#### ENTRIES PROVIDED

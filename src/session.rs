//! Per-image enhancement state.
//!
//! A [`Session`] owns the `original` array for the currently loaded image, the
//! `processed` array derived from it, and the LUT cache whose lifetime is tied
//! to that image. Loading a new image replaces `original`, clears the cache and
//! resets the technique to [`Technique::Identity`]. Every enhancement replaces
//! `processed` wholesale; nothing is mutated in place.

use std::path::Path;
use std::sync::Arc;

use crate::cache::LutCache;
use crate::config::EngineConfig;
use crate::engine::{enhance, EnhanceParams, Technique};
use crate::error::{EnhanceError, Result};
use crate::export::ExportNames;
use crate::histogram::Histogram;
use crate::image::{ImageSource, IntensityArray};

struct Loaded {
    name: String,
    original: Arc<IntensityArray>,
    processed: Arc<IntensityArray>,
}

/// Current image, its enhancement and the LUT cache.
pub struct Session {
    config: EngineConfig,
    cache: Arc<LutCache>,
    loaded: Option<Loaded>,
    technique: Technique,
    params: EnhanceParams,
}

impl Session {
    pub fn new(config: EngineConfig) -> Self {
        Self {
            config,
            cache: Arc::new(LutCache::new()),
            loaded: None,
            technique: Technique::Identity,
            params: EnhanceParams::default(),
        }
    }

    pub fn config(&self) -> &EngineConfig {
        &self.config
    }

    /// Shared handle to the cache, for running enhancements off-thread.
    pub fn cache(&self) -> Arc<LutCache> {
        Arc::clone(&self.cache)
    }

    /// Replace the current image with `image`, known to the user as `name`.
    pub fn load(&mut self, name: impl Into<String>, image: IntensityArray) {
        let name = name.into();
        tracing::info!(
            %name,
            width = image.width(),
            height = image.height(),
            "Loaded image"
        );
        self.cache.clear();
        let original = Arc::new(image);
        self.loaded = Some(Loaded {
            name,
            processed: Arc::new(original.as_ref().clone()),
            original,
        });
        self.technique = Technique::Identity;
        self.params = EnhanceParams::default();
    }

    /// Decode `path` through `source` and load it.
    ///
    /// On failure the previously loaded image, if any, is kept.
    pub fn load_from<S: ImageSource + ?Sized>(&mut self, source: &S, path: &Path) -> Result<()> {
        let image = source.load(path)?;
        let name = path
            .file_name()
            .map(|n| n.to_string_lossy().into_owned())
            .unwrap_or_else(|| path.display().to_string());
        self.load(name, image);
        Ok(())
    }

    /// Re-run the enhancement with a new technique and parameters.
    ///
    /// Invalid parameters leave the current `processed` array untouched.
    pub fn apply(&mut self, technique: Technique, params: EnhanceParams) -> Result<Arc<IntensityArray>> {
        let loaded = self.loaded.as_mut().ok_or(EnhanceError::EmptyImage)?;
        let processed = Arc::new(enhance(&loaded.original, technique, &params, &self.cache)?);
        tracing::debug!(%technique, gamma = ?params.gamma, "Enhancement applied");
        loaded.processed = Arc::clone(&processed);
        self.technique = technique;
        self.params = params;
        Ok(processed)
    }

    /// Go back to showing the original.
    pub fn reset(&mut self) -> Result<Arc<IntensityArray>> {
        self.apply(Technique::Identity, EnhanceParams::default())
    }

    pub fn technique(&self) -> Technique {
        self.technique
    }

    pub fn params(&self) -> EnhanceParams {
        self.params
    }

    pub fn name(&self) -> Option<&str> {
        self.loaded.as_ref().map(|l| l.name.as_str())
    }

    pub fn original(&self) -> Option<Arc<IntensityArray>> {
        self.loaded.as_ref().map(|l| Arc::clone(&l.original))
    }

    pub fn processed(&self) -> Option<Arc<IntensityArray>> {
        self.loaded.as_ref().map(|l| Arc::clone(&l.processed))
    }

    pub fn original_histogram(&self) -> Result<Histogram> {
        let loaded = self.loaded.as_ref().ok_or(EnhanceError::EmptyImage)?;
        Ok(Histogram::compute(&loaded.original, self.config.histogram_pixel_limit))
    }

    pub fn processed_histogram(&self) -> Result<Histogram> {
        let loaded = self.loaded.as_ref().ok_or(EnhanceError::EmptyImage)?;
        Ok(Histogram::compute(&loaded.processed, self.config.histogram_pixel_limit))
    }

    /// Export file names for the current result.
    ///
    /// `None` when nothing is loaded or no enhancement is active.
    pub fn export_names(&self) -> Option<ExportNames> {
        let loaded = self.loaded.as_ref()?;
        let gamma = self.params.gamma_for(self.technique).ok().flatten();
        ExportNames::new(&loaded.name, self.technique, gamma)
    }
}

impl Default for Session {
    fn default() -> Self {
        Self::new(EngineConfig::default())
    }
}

########
#### ENTRIES PROVIDED

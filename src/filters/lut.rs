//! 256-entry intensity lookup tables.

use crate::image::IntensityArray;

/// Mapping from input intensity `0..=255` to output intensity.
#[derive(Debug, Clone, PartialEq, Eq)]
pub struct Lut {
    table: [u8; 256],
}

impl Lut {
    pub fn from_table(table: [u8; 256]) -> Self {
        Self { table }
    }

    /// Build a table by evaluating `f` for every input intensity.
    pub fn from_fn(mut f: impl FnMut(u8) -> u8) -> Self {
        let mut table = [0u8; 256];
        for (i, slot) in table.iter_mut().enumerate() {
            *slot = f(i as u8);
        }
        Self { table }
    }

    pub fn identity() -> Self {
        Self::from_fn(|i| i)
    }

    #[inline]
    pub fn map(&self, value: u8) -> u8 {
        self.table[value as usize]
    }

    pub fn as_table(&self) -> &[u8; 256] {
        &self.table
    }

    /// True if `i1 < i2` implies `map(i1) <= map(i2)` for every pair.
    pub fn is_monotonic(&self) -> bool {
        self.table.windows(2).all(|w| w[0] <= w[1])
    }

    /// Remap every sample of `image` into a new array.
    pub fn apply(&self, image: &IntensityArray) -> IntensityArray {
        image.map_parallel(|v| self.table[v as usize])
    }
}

########
#### ENTRIES PROVIDED

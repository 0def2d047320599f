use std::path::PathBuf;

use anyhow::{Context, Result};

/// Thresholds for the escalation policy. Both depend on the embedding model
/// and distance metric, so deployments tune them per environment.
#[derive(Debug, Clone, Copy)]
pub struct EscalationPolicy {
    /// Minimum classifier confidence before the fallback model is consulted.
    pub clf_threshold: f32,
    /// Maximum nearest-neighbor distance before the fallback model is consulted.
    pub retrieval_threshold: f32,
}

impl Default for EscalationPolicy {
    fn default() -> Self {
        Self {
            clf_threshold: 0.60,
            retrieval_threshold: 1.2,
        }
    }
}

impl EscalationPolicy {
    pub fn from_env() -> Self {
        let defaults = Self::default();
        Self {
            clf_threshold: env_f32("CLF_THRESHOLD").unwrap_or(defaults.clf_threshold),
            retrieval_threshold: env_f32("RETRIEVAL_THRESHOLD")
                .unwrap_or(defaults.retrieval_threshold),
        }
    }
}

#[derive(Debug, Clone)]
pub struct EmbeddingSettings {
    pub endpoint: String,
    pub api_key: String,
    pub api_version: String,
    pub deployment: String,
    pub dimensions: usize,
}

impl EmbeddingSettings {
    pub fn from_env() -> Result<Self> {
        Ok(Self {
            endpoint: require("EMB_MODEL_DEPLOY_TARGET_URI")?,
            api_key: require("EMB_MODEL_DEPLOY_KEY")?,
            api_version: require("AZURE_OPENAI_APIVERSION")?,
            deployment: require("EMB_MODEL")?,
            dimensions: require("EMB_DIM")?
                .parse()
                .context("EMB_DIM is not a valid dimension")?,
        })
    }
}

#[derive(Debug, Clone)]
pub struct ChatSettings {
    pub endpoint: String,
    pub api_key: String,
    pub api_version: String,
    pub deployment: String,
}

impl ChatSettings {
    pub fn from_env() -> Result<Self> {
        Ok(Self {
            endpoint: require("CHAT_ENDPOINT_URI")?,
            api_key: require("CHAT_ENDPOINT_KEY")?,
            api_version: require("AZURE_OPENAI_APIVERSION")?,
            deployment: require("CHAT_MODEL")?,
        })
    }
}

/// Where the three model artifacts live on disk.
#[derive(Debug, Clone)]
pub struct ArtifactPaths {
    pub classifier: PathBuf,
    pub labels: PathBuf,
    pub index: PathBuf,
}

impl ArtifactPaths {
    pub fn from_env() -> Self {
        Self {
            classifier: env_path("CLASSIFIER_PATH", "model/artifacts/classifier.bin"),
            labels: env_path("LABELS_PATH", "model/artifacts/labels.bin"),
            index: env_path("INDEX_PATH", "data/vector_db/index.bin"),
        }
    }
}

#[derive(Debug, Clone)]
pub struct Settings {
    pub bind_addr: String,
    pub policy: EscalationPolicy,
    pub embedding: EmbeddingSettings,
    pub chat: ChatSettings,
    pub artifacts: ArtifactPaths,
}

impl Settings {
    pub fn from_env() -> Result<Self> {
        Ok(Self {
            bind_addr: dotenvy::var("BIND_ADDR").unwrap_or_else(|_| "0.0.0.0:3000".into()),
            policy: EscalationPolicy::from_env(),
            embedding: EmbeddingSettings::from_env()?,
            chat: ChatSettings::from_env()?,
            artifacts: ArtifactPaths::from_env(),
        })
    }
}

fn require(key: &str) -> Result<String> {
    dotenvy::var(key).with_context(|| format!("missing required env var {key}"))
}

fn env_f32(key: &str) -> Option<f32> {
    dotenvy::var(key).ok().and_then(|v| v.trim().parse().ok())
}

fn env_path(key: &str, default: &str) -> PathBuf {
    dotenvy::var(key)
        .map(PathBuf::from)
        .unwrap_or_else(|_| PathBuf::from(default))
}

########

*YOUR ASSIGNMENT*: Return every line holding the word "LutCache" from the records.

*TASK OUTPUT*:
use crate::cache::LutCache;
    cache: Arc<LutCache>,
            cache: Arc::new(LutCache::new()),
    pub fn cache(&self) -> Arc<LutCache> {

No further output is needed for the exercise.